WHAT YOU SHOULD DO: Find the lines below holding the word "unwrap" and copy each of them.

Top of SUPPLIED MATERIAL

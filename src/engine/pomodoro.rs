//! Pomodoro engine: study, wait for A, break, wait for A, repeat.
//!
//! ```text
//!   ┌─▶ Study ──0 s──▶ BreakGate ──A──▶ Break ──0 s──▶ RearmGate ─┐
//!   └────────────────────────────── A ────────────────────────────┘
//! ```
//! B leaves the cycle from every phase. There is no other way out.
//!
//! LED colour tracks the phase: green while studying, red while waiting
//! at a gate (with the buzzer chiming), blue during the break.

use crate::error::Error;
use crate::hal::{Led, Surface};
use crate::ui::{screens, InputEvent};

use super::{Chime, Countdown};

/// Study/break lengths in minutes.
#[derive(Clone, Copy, Debug, PartialEq, Eq)]
#[cfg_attr(feature = "defmt", derive(defmt::Format))]
pub struct Preset {
    pub study_minutes: u8,
    pub break_minutes: u8,
    pub label: &'static str,
}

/// Presets offered by the Pomodoro menu, in display order.
pub const PRESETS: [Preset; 4] = [
    Preset { study_minutes: 25, break_minutes: 5, label: "25/5" },
    Preset { study_minutes: 30, break_minutes: 15, label: "30/15" },
    Preset { study_minutes: 40, break_minutes: 20, label: "40/20" },
    Preset { study_minutes: 60, break_minutes: 30, label: "60/30" },
];

#[derive(Clone, Copy, Debug, PartialEq, Eq)]
#[cfg_attr(feature = "defmt", derive(defmt::Format))]
pub enum PomodoroPhase {
    /// Counting down the study period.
    Study,
    /// Study over; chiming until A starts the break.
    BreakGate,
    /// Counting down the break.
    Break,
    /// Break over; chiming until A starts the next study period.
    RearmGate,
}

#[derive(Clone, Copy, Debug, PartialEq, Eq)]
#[cfg_attr(feature = "defmt", derive(defmt::Format))]
pub enum PomodoroOutcome {
    Running,
    Exited,
}

#[derive(Clone, Copy, Debug, PartialEq, Eq)]
pub struct PomodoroEngine {
    preset: Preset,
    phase: PomodoroPhase,
    countdown: Countdown,
    chime: Option<Chime>,
    completed_cycles: u32,
}

impl PomodoroEngine {
    /// Enter the first study period.
    pub fn start<S: Surface>(preset: Preset, now_ms: u64, surface: &mut S) -> Result<Self, Error> {
        info!(
            "Pomodoro: start {}/{} min",
            preset.study_minutes, preset.break_minutes
        );
        let mut engine = Self {
            preset,
            phase: PomodoroPhase::Study,
            countdown: Countdown::start(0, now_ms),
            chime: None,
            completed_cycles: 0,
        };
        if let Err(e) = engine.enter_study(now_ms, surface) {
            // The engine is discarded, so its LED must not stay lit.
            surface.set_brightness(Led::Green, 0.0);
            return Err(e);
        }
        Ok(engine)
    }

    pub fn phase(&self) -> PomodoroPhase {
        self.phase
    }

    pub fn preset(&self) -> Preset {
        self.preset
    }

    /// Seconds left in the current study or break period.
    pub fn remaining_secs(&self) -> u32 {
        self.countdown.remaining()
    }

    /// Study/break cycles finished since the engine started.
    pub fn completed_cycles(&self) -> u32 {
        self.completed_cycles
    }

    /// Advance timers to `now_ms`.
    pub fn tick<S: Surface>(&mut self, now_ms: u64, surface: &mut S) -> Result<(), Error> {
        match self.phase {
            PomodoroPhase::Study | PomodoroPhase::Break => {
                if self.countdown.poll(now_ms) == 0 {
                    return Ok(());
                }
                if !self.countdown.is_finished() {
                    let text = screens::format_ms(self.countdown.remaining())?;
                    return screens::update_value(surface, &text);
                }
                if self.phase == PomodoroPhase::Study {
                    surface.set_brightness(Led::Green, 0.0);
                    self.enter_gate(PomodoroPhase::BreakGate, "Pausa", now_ms, surface)
                } else {
                    surface.set_brightness(Led::Blue, 0.0);
                    self.enter_gate(PomodoroPhase::RearmGate, "Estudos", now_ms, surface)
                }
            }
            PomodoroPhase::BreakGate | PomodoroPhase::RearmGate => {
                if let Some(chime) = self.chime.as_mut() {
                    chime.poll(now_ms, surface);
                }
                Ok(())
            }
        }
    }

    pub fn handle<S: Surface>(
        &mut self,
        event: InputEvent,
        now_ms: u64,
        surface: &mut S,
    ) -> Result<PomodoroOutcome, Error> {
        match (self.phase, event) {
            (_, InputEvent::ButtonB) => {
                self.leave_gate(surface);
                surface.set_brightness(Led::Green, 0.0);
                surface.set_brightness(Led::Blue, 0.0);
                info!(
                    "Pomodoro: stopped after {} cycles in {}",
                    self.completed_cycles, self.phase
                );
                return Ok(PomodoroOutcome::Exited);
            }
            (PomodoroPhase::BreakGate, InputEvent::ButtonA) => {
                self.leave_gate(surface);
                self.enter_break(now_ms, surface)?;
            }
            (PomodoroPhase::RearmGate, InputEvent::ButtonA) => {
                self.leave_gate(surface);
                self.completed_cycles += 1;
                self.enter_study(now_ms, surface)?;
            }
            _ => {}
        }
        Ok(PomodoroOutcome::Running)
    }

    fn enter_study<S: Surface>(&mut self, now_ms: u64, surface: &mut S) -> Result<(), Error> {
        debug!("Pomodoro: study");
        self.phase = PomodoroPhase::Study;
        self.countdown = Countdown::start(u32::from(self.preset.study_minutes) * 60, now_ms);
        surface.set_brightness(Led::Green, 1.0);
        let text = screens::format_ms(self.countdown.remaining())?;
        screens::show_countdown(surface, "Estudos", &text)
    }

    fn enter_break<S: Surface>(&mut self, now_ms: u64, surface: &mut S) -> Result<(), Error> {
        debug!("Pomodoro: break");
        self.phase = PomodoroPhase::Break;
        self.countdown = Countdown::start(u32::from(self.preset.break_minutes) * 60, now_ms);
        surface.set_brightness(Led::Blue, 1.0);
        let text = screens::format_ms(self.countdown.remaining())?;
        screens::show_countdown(surface, "Pausa", &text)
    }

    fn enter_gate<S: Surface>(
        &mut self,
        gate: PomodoroPhase,
        title: &str,
        now_ms: u64,
        surface: &mut S,
    ) -> Result<(), Error> {
        debug!("Pomodoro: waiting at {}", gate);
        self.phase = gate;
        surface.set_brightness(Led::Red, 1.0);
        self.chime = Some(Chime::start(now_ms, surface));
        screens::show_title(surface, title)
    }

    /// Silence the chime and the red LED if a gate is active.
    fn leave_gate<S: Surface>(&mut self, surface: &mut S) {
        if let Some(chime) = self.chime.take() {
            chime.stop(surface);
            surface.set_brightness(Led::Red, 0.0);
        }
    }
}
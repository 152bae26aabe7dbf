//! SSD1306 OLED display wrapper.

use embedded_graphics::mono_font::ascii::FONT_6X10;
use embedded_graphics::mono_font::{MonoTextStyle, MonoTextStyleBuilder};
use embedded_graphics::pixelcolor::BinaryColor;
use embedded_graphics::prelude::*;
use embedded_graphics::primitives::{PrimitiveStyle, Rectangle};
use embedded_graphics::text::{Baseline, Text};
use ssd1306::mode::BufferedGraphicsMode;
use ssd1306::prelude::*;
use ssd1306::I2CDisplayInterface;
use ssd1306::Ssd1306;

use crate::config::OLED_I2C_ADDRESS;
use crate::error::Error;
use crate::hal;

/// Type alias for the concrete display driver.
///
/// Generic over the I²C implementation so callers pass in their HAL's
/// I²C peripheral.
pub type Oled<I2C> =
    Ssd1306<I2CInterface<I2C>, DisplaySize128x64, BufferedGraphicsMode<DisplaySize128x64>>;

/// Initialise the SSD1306 display and clear the screen.
pub fn init<I2C>(i2c: I2C) -> Result<Oled<I2C>, Error>
where
    I2C: embedded_hal::i2c::I2c,
{
    let interface = I2CDisplayInterface::new_custom_address(i2c, OLED_I2C_ADDRESS);
    let mut display = Ssd1306::new(interface, DisplaySize128x64, DisplayRotation::Rotate0)
        .into_buffered_graphics_mode();
    display.init().map_err(|_| Error::Display)?;
    display.clear_buffer();
    display.flush().map_err(|_| Error::Display)?;
    Ok(display)
}

fn text_style() -> MonoTextStyle<'static, BinaryColor> {
    MonoTextStyleBuilder::new()
        .font(&FONT_6X10)
        .text_color(BinaryColor::On)
        .build()
}

fn color(on: bool) -> BinaryColor {
    if on {
        BinaryColor::On
    } else {
        BinaryColor::Off
    }
}

impl<I2C> hal::Display for Oled<I2C>
where
    I2C: embedded_hal::i2c::I2c,
{
    fn clear(&mut self) {
        self.clear_buffer();
    }

    fn draw_text(&mut self, text: &str, x: i32, y: i32) {
        // Drawing into the buffer cannot fail.
        let _ = Text::with_baseline(text, Point::new(x, y), text_style(), Baseline::Top).draw(self);
    }

    fn fill_rect(&mut self, x: i32, y: i32, w: u32, h: u32, on: bool) {
        let _ = Rectangle::new(Point::new(x, y), Size::new(w, h))
            .into_styled(PrimitiveStyle::with_fill(color(on)))
            .draw(self);
    }

    fn present(&mut self) -> Result<(), Error> {
        self.flush().map_err(|_| Error::Display)
    }
}
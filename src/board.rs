//! RP2040 implementation of the capability traits.
//!
//! PWM slice 5 drives the buzzer (A) and the green LED (B); slice 6 drives
//! the blue (A) and red (B) LEDs. Both slices share one wrap and divider
//! so the buzzer pitch and LED refresh are fixed at about 2 kHz and only
//! the compare levels change at run time.

use defmt::{debug, warn};
use embassy_rp::pwm::{Config, Pwm};

use crate::config::{BUZZER_DUTY, PWM_DIVIDER, PWM_TOP};
use crate::error::Error;
use crate::hal::{self, Led};
use crate::ui::display::Oled;

/// Shared slice configuration with both outputs off.
pub fn pwm_config() -> Config {
    let mut config = Config::default();
    config.top = PWM_TOP;
    config.divider = PWM_DIVIDER.into();
    config.compare_a = 0;
    config.compare_b = 0;
    config
}

fn level_to_compare(level: f32) -> u16 {
    (level.clamp(0.0, 1.0) * PWM_TOP as f32) as u16
}

pub struct Board<I2C> {
    oled: Oled<I2C>,
    buzzer_green: Pwm<'static>,
    buzzer_green_cfg: Config,
    blue_red: Pwm<'static>,
    blue_red_cfg: Config,
}

impl<I2C> Board<I2C>
where
    I2C: embedded_hal::i2c::I2c,
{
    pub fn new(oled: Oled<I2C>, buzzer_green: Pwm<'static>, blue_red: Pwm<'static>) -> Self {
        Self {
            oled,
            buzzer_green,
            buzzer_green_cfg: pwm_config(),
            blue_red,
            blue_red_cfg: pwm_config(),
        }
    }
}

impl<I2C> hal::Display for Board<I2C>
where
    I2C: embedded_hal::i2c::I2c,
{
    fn clear(&mut self) {
        hal::Display::clear(&mut self.oled);
    }

    fn draw_text(&mut self, text: &str, x: i32, y: i32) {
        hal::Display::draw_text(&mut self.oled, text, x, y);
    }

    fn fill_rect(&mut self, x: i32, y: i32, w: u32, h: u32, on: bool) {
        hal::Display::fill_rect(&mut self.oled, x, y, w, h, on);
    }

    fn present(&mut self) -> Result<(), Error> {
        hal::Display::present(&mut self.oled)
    }
}

impl<I2C> hal::Indicators for Board<I2C> {
    fn set_brightness(&mut self, led: Led, level: f32) {
        let compare = level_to_compare(level);
        debug!("LED {}: {}", led, compare);
        match led {
            Led::Green => {
                self.buzzer_green_cfg.compare_b = compare;
                self.buzzer_green.set_config(&self.buzzer_green_cfg);
            }
            Led::Blue => {
                self.blue_red_cfg.compare_a = compare;
                self.blue_red.set_config(&self.blue_red_cfg);
            }
            Led::Red => {
                self.blue_red_cfg.compare_b = compare;
                self.blue_red.set_config(&self.blue_red_cfg);
            }
        }
    }
}

impl<I2C> hal::Buzzer for Board<I2C> {
    fn start_tone(&mut self) {
        self.buzzer_green_cfg.compare_a = BUZZER_DUTY;
        self.buzzer_green.set_config(&self.buzzer_green_cfg);
    }

    fn stop_tone(&mut self) {
        self.buzzer_green_cfg.compare_a = 0;
        self.buzzer_green.set_config(&self.buzzer_green_cfg);
    }
}

impl<I2C> hal::System for Board<I2C> {
    fn enter_maintenance_mode(&mut self) {
        warn!("Rebooting into USB bootloader");
        embassy_rp::rom_data::reset_to_usb_boot(0, 0);
        loop {
            cortex_m::asm::wfi();
        }
    }
}
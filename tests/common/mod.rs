//! Shared utilities for integration tests.

#![allow(dead_code)]

use std::net::SocketAddr;
use std::sync::Arc;
use std::time::Duration;

use rcgen::{Certificate, CertificateParams};
use rustls::pki_types::{CertificateDer, PrivateKeyDer, PrivatePkcs8KeyDer};
use rustls::ServerConfig;
use tokio::net::TcpListener;
use tokio_rustls::TlsAcceptor;

use ssl_watch::probe::ProbeSettings;

/// A TLS server presenting a fixed certificate.
pub struct TlsServer {
    pub addr: SocketAddr,
    pub der: Vec<u8>,
}

/// Self-signed certificate for `names`, valid from now on.
pub fn certificate(names: &[&str]) -> Certificate {
    let names: Vec<String> = names.iter().map(|n| n.to_string()).collect();
    rcgen::generate_simple_self_signed(names).unwrap()
}

/// Self-signed certificate for `names` that expired in 2001.
pub fn expired_certificate(names: &[&str]) -> Certificate {
    let names: Vec<String> = names.iter().map(|n| n.to_string()).collect();
    let mut params = CertificateParams::new(names);
    params.not_before = rcgen::date_time_ymd(2000, 1, 1);
    params.not_after = rcgen::date_time_ymd(2001, 1, 1);
    Certificate::from_params(params).unwrap()
}

/// Serve `cert` on an ephemeral loopback port until the test ends.
pub async fn start_tls_server(cert: Certificate) -> TlsServer {
    let der = cert.serialize_der().unwrap();
    let key = PrivateKeyDer::Pkcs8(PrivatePkcs8KeyDer::from(cert.serialize_private_key_der()));

    let config = ServerConfig::builder_with_provider(Arc::new(rustls::crypto::ring::default_provider()))
        .with_safe_default_protocol_versions()
        .unwrap()
        .with_no_client_auth()
        .with_single_cert(vec![CertificateDer::from(der.clone())], key)
        .unwrap();
    let acceptor = TlsAcceptor::from(Arc::new(config));

    let listener = TcpListener::bind("127.0.0.1:0").await.unwrap();
    let addr = listener.local_addr().unwrap();

    tokio::spawn(async move {
        loop {
            match listener.accept().await {
                Ok((socket, _)) => {
                    let acceptor = acceptor.clone();
                    tokio::spawn(async move {
                        if let Ok(stream) = acceptor.accept(socket).await {
                            tokio::time::sleep(Duration::from_millis(50)).await;
                            drop(stream);
                        }
                    });
                }
                Err(_) => break,
            }
        }
    });

    TlsServer { addr, der }
}

/// A loopback port with nothing listening on it.
pub async fn closed_port() -> u16 {
    let listener = TcpListener::bind("127.0.0.1:0").await.unwrap();
    let port = listener.local_addr().unwrap().port();
    drop(listener);
    port
}

pub fn fast_settings() -> ProbeSettings {
    ProbeSettings {
        connect_timeout: Duration::from_secs(2),
        lookup_timeout: Duration::from_secs(2),
    }
}

pub fn now_unix() -> i64 {
    std::time::SystemTime::now()
        .duration_since(std::time::UNIX_EPOCH)
        .unwrap()
        .as_secs() as i64
}
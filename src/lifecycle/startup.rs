//! Startup orchestration.
//!
//! # Responsibilities
//! - Initialize subsystems in dependency order
//! - Run the initial config load
//! - Start background tasks (scheduler, poller, watcher, signals)
//! - Serve metrics until shutdown
//!
//! # Design Decisions
//! - Fail fast: any startup error is fatal
//! - The metrics listener starts last, once there is something to report

use std::sync::Arc;
use std::time::Duration;

use thiserror::Error;
use tokio::net::TcpListener;
use tokio::time;

use crate::config::watcher::ConfigWatcher;
use crate::config::WatchConfig;
use crate::http::server::{AppState, MetricsServer};
use crate::lifecycle::{signals, Shutdown};
use crate::observability::metrics;
use crate::probe::{ProbeSettings, Prober};
use crate::registry::Registry;
use crate::scheduler::{
    reload_channel, ChangePoller, ConfigLoader, ReloadError, ReloadReason, Scheduler,
};
use crate::source::{ConfigSource, DirectorySource, VersionLedger};
use crate::store::MetricsStore;

/// How long the scheduler may take to finish its current step on shutdown.
const SHUTDOWN_GRACE: Duration = Duration::from_secs(15);

#[derive(Debug, Error)]
pub enum StartupError {
    #[error("cannot build TLS client: {0}")]
    Tls(#[from] rustls::Error),

    #[error("initial config load failed: {0}")]
    InitialLoad(#[from] ReloadError),

    #[error("cannot bind {address}: {source}")]
    Bind {
        address: String,
        #[source]
        source: std::io::Error,
    },

    #[error("metrics server failed: {0}")]
    Serve(#[source] std::io::Error),
}

/// Run the monitor until a shutdown signal arrives.
pub async fn run(config: WatchConfig) -> Result<(), StartupError> {
    let prometheus = match metrics::init_metrics() {
        Ok(handle) => Some(handle),
        Err(e) => {
            tracing::warn!(error = %e, "Self-metrics disabled");
            None
        }
    };

    let registry = Arc::new(Registry::new());
    let store = Arc::new(MetricsStore::new());
    let ledger = Arc::new(VersionLedger::new());
    let directory = DirectorySource::new(&config.source.config_dir, &config.source.config_file_suffix);
    let source: Arc<dyn ConfigSource> = Arc::new(directory.clone());
    let prober = Arc::new(Prober::new(ProbeSettings::from(&config.probe))?);

    let loader = ConfigLoader::new(source.clone(), registry.clone(), store.clone(), ledger.clone());
    let scheduler = Scheduler::new(
        registry.clone(),
        store.clone(),
        prober,
        loader,
        &config.schedule,
    );
    scheduler.reload(ReloadReason::Startup).await?;

    let address = config.observability.bind_address.clone();
    let listener = TcpListener::bind(&address)
        .await
        .map_err(|source| StartupError::Bind { address, source })?;

    let shutdown = Arc::new(Shutdown::new());
    let (reloads, reload_rx) = reload_channel();

    let scheduler_task = tokio::spawn(scheduler.run(reload_rx, shutdown.subscribe()));

    if config.schedule.reload_poll_secs > 0 {
        let poller = ChangePoller::new(
            source,
            ledger,
            reloads.clone(),
            Duration::from_secs(config.schedule.reload_poll_secs),
        );
        tokio::spawn(poller.run(shutdown.subscribe()));
    }

    // Dropping the watcher stops it, so it lives until run() returns.
    let _watcher = if config.source.watch {
        match ConfigWatcher::new(directory.dir(), &config.source.config_file_suffix, reloads.clone()).run() {
            Ok(watcher) => Some(watcher),
            Err(e) => {
                tracing::warn!(error = %e, "Directory watch unavailable, relying on polling");
                None
            }
        }
    } else {
        None
    };

    let signal_reloads = reloads.clone();
    let signal_shutdown = shutdown.clone();
    tokio::spawn(async move {
        if let Err(e) = signals::listen(signal_reloads, signal_shutdown).await {
            tracing::error!(error = %e, "Cannot install signal handlers");
        }
    });

    let server = MetricsServer::new(AppState {
        registry,
        store,
        reloads,
        prometheus,
    });
    let served = server.run(listener, shutdown.subscribe()).await;

    shutdown.trigger();
    if time::timeout(SHUTDOWN_GRACE, scheduler_task).await.is_err() {
        tracing::warn!("Scheduler did not stop in time");
    }

    served.map_err(StartupError::Serve)?;
    tracing::info!("Shutdown complete");
    Ok(())
}
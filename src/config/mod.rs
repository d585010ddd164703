//! Configuration management subsystem.
//!
//! # Data Flow
//! ```text
//! settings file (TOML) + CLI/env overrides
//!     → loader.rs (parse & deserialize)
//!     → validation.rs (semantic checks)
//!     → WatchConfig (validated, immutable for the process lifetime)
//!
//! Service documents (JSON) are not settings:
//!     source/ lists and fetches them
//!     → registry/ decodes them
//!
//! On change in the document directory:
//!     watcher.rs sees a filesystem event
//!     → requests a reload from the scheduler
//! ```
//!
//! # Design Decisions
//! - Settings are immutable once loaded; only service documents reload
//! - All fields have defaults to allow minimal settings files
//! - Validation separates syntactic (serde) from semantic checks

pub mod loader;
pub mod schema;
pub mod validation;
pub mod watcher;

pub use schema::ObservabilityConfig;
pub use schema::ProbeConfig;
pub use schema::ScheduleConfig;
pub use schema::SourceConfig;
pub use schema::WatchConfig;
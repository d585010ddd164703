//! Config change detection over version tags.

use std::sync::Arc;

use arc_swap::ArcSwap;

use crate::source::VersionTags;

/// Whether `current` differs from `previous` by any added, modified or
/// removed key.
pub fn config_changed(previous: &VersionTags, current: &VersionTags) -> bool {
    let mut changed = false;

    for (key, tag) in current {
        match previous.get(key) {
            None => {
                tracing::debug!(key = %key, "Config added");
                changed = true;
            }
            Some(old) if old != tag => {
                tracing::debug!(key = %key, "Config modified");
                changed = true;
            }
            Some(_) => {}
        }
    }

    for key in previous.keys() {
        if !current.contains_key(key) {
            tracing::debug!(key = %key, "Config removed");
            changed = true;
        }
    }

    changed
}

/// Version tags as of the last reload that was applied.
#[derive(Debug, Default)]
pub struct VersionLedger {
    applied: ArcSwap<VersionTags>,
}

impl VersionLedger {
    pub fn new() -> Self {
        Self::default()
    }

    /// Record the tags a reload has just applied.
    pub fn record(&self, tags: VersionTags) {
        self.applied.store(Arc::new(tags));
    }

    pub fn differs_from(&self, current: &VersionTags) -> bool {
        config_changed(&self.applied.load(), current)
    }
}
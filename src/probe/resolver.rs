//! Bounded-time DNS resolution.
//!
//! The lookup runs as its own task and is raced against a timer. When the
//! timer wins the task is detached, not cancelled: the system resolver gives
//! no way to abort an in-flight query, so its eventual answer is dropped.

use std::io;
use std::net::IpAddr;
use std::time::Duration;

use futures_util::future::BoxFuture;
use tokio::time;

use crate::observability::metrics;

/// A source of address lookups.
pub trait Lookup: Send + Sync + 'static {
    fn lookup(&self, host: String) -> BoxFuture<'static, io::Result<Vec<IpAddr>>>;
}

/// Lookup through the operating system resolver.
#[derive(Debug, Clone, Copy, Default)]
pub struct SystemLookup;

impl Lookup for SystemLookup {
    fn lookup(&self, host: String) -> BoxFuture<'static, io::Result<Vec<IpAddr>>> {
        Box::pin(async move {
            let mut ips: Vec<IpAddr> = Vec::new();
            for addr in tokio::net::lookup_host((host.as_str(), 0)).await? {
                if !ips.contains(&addr.ip()) {
                    ips.push(addr.ip());
                }
            }
            Ok(ips)
        })
    }
}

/// Resolve `host`, giving up after `timeout`.
///
/// Timeouts and lookup errors both yield an empty list.
pub async fn resolve(lookup: &dyn Lookup, host: &str, timeout: Duration) -> Vec<IpAddr> {
    let task = tokio::spawn(lookup.lookup(host.to_string()));

    match time::timeout(timeout, task).await {
        Ok(Ok(Ok(ips))) => ips,
        Ok(Ok(Err(e))) => {
            tracing::warn!(host = %host, error = %e, "DNS lookup failed");
            metrics::record_lookup_failure("error");
            Vec::new()
        }
        Ok(Err(e)) => {
            tracing::warn!(host = %host, error = %e, "DNS lookup task aborted");
            metrics::record_lookup_failure("error");
            Vec::new()
        }
        Err(_) => {
            tracing::warn!(host = %host, timeout = ?timeout, "DNS lookup timed out");
            metrics::record_lookup_failure("timeout");
            Vec::new()
        }
    }
}
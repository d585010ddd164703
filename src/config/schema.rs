//! Settings schema definitions.
//!
//! This module defines the process settings for the monitor. All types
//! derive Serde traits for deserialization from a TOML settings file.
//! Service definitions (domains, IP sets) are not settings; they live in
//! separate JSON documents read through a config source.

use serde::{Deserialize, Serialize};

/// Root settings for the certificate monitor.
#[derive(Debug, Clone, Deserialize, Serialize, Default)]
#[serde(default)]
pub struct WatchConfig {
    /// Where service documents are read from.
    pub source: SourceConfig,

    /// Sweep and reload timing.
    pub schedule: ScheduleConfig,

    /// Probe timeouts.
    pub probe: ProbeConfig,

    /// Logging and metrics endpoint.
    pub observability: ObservabilityConfig,
}

/// Service document source.
#[derive(Debug, Clone, Deserialize, Serialize)]
#[serde(default)]
pub struct SourceConfig {
    /// Directory holding the service documents.
    pub config_dir: String,

    /// Only files ending with this suffix are read.
    pub config_file_suffix: String,

    /// Reload on filesystem notifications for the directory.
    pub watch: bool,
}

impl Default for SourceConfig {
    fn default() -> Self {
        Self {
            config_dir: "/etc/ssl-watch".to_string(),
            config_file_suffix: ".json".to_string(),
            watch: true,
        }
    }
}

/// Sweep and reload timing.
#[derive(Debug, Clone, Deserialize, Serialize)]
#[serde(default)]
pub struct ScheduleConfig {
    /// Seconds between sweeps.
    pub scrape_interval_secs: u64,

    /// Seconds between source change checks (0 disables polling).
    pub reload_poll_secs: u64,

    /// Domains probed concurrently within one sweep.
    pub sweep_concurrency: usize,
}

impl Default for ScheduleConfig {
    fn default() -> Self {
        Self {
            scrape_interval_secs: 60,
            reload_poll_secs: 60,
            sweep_concurrency: 1,
        }
    }
}

/// Probe timeouts.
#[derive(Debug, Clone, Deserialize, Serialize)]
#[serde(default)]
pub struct ProbeConfig {
    /// TCP connect timeout in seconds. The handshake gets five more.
    pub connection_timeout_secs: u64,

    /// DNS lookup timeout in seconds.
    pub lookup_timeout_secs: u64,
}

impl Default for ProbeConfig {
    fn default() -> Self {
        Self {
            connection_timeout_secs: 10,
            lookup_timeout_secs: 5,
        }
    }
}

/// Observability settings.
#[derive(Debug, Clone, Deserialize, Serialize)]
#[serde(default)]
pub struct ObservabilityConfig {
    /// Log level (trace, debug, info, warn, error).
    pub log_level: String,

    /// Shorthand for debug-level logging.
    pub debug: bool,

    /// Emit logs as JSON lines.
    pub json_logs: bool,

    /// Metrics endpoint bind address.
    pub bind_address: String,
}

impl Default for ObservabilityConfig {
    fn default() -> Self {
        Self {
            log_level: "info".to_string(),
            debug: false,
            json_logs: false,
            bind_address: "0.0.0.0:9105".to_string(),
        }
    }
}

Bottom of SUPPLIED MATERIAL

SOLUTION:
    rcgen::generate_simple_self_signed(names).unwrap()
    Certificate::from_params(params).unwrap()
    let der = cert.serialize_der().unwrap();
        .unwrap()
        .unwrap();
    let listener = TcpListener::bind("127.0.0.1:0").await.unwrap();
    let addr = listener.local_addr().unwrap();
    let listener = TcpListener::bind("127.0.0.1:0").await.unwrap();
    let port = listener.local_addr().unwrap().port();
        .unwrap()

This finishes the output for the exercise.